Children's football coach Kirk Reid was jailed for life last year for 28 attacks, including two rapes and two indecent assaults. He had been stopped in 2004 and identified as a potential suspect for a series of attacks on women in the Wandsworth area of south London, but was not arrested until the case was transferred to a specialist unit in 2008. Police have linked Reid to as many as 100 other sexual assaults committed since 2001.
The Independent Police Complaints Commission (IPCC) said there had been a "sustained failure by senior supervisory officers to give this investigation the priority it required and to get a grip on what was plainly a long-standing pattern of terrifying offences committed within a single borough." It said a superintendent and two inspectors would face a misconduct panel, which could result in their dismissal.
A chief superintendent and a detective sergeant received written warnings. "The failure to take a serial sex offender off the streets of London years earlier is a shameful chapter in the history of the Metropolitan Police Service (MPS)," said Deborah Glass, IPCC Commissioner for London.
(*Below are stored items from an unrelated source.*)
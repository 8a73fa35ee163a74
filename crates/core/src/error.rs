//! Error types for the Boardroom domain.
//!
//! Uses `thiserror` for ergonomic error definitions.
//! Each bounded context has its own error variant.

use thiserror::Error;

/// The top-level error type for all Boardroom operations.
#[derive(Debug, Error)]
pub enum Error {
    // --- Completion service errors ---
    #[error("Provider error: {0}")]
    Provider(ProviderError),

    // --- Store errors ---
    #[error("Store error: {0}")]
    Store(#[from] StoreError),

    // --- Configuration errors ---
    #[error("Configuration error: {message}")]
    Config { message: String },

    // --- Serialization ---
    #[error("Serialization error: {0}")]
    Serialization(#[from] serde_json::Error),

    // --- Generic ---
    #[error("Internal error: {0}")]
    Internal(String),
}

impl Error {
    /// Configuration errors are fatal and must never be retried.
    pub fn is_fatal(&self) -> bool {
        matches!(
            self,
            Error::Config { .. } | Error::Provider(ProviderError::NotConfigured(_))
        )
    }
}

/// Result type alias using our Error.
pub type Result<T> = std::result::Result<T, Error>;

// --- Bounded context errors ---

#[derive(Debug, Clone, Error)]
pub enum ProviderError {
    #[error("API request failed: {message} (status: {status_code})")]
    ApiError {
        status_code: u16,
        message: String,
    },

    #[error("Rate limited by completion service, retry after {retry_after_secs}s")]
    RateLimited { retry_after_secs: u64 },

    #[error("Authentication failed: {0}")]
    AuthenticationFailed(String),

    #[error("Completion service not configured: {0}")]
    NotConfigured(String),

    #[error("Request timed out: {0}")]
    Timeout(String),

    #[error("Network error: {0}")]
    Network(String),

    #[error("Malformed response: {0}")]
    MalformedResponse(String),
}

#[derive(Debug, Error)]
pub enum StoreError {
    #[error("Storage error: {0}")]
    Storage(String),

    #[error("Query failed: {0}")]
    QueryFailed(String),

    #[error("Migration failed: {0}")]
    MigrationFailed(String),

    #[error("Invalid path: {0}")]
    InvalidPath(String),
}

#[derive(Debug, Error)]
pub enum ToolError {
    #[error("Tool not found: {0}")]
    NotFound(String),

    #[error("Tool execution failed: {tool_name}: {reason}")]
    ExecutionFailed { tool_name: String, reason: String },

    /// The call was queued and has not run.
    #[error("[System] Action PAUSED for user approval. Approval ID: {approval_id}")]
    AwaitingApproval { approval_id: String },

    #[error("Invalid tool arguments: {0}")]
    InvalidArguments(String),
}

impl From<StoreError> for ToolError {
    fn from(err: StoreError) -> Self {
        ToolError::ExecutionFailed {
            tool_name: "store".into(),
            reason: err.to_string(),
        }
    }
}

impl From<ProviderError> for Error {
    // NotConfigured is a configuration problem, not a transport one.
    fn from(err: ProviderError) -> Self {
        match err {
            ProviderError::NotConfigured(message) => Error::Config { message },
            other => Error::Provider(other),
        }
    }
}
Reid was the second serious sex attacker in recent years to slip through the net and expose investigative failures in London.
Five officers were disciplined after taxi driver rapist John Worboys, who drugged and attacked female passengers across south London, evaded detection between 2006 and 2008. "When considered alongside the failings in the case of John Worboys, their overall effect on the confidence of the victims of sexual offences in the police response cannot be over-stated," Glass added.
Scotland Yard Commander Maxine de Brunner apologised for the force's shortcomings in the Reid investigation. "Following (Reid's) trial, the MPS apologised for the failings in the original investigation that led to Reid being able to continue to offend for another four years," she said. "I repeat the apology today. We are deeply sorry for the harm suffered by all of his victims and for failing to bring Reid to justice earlier."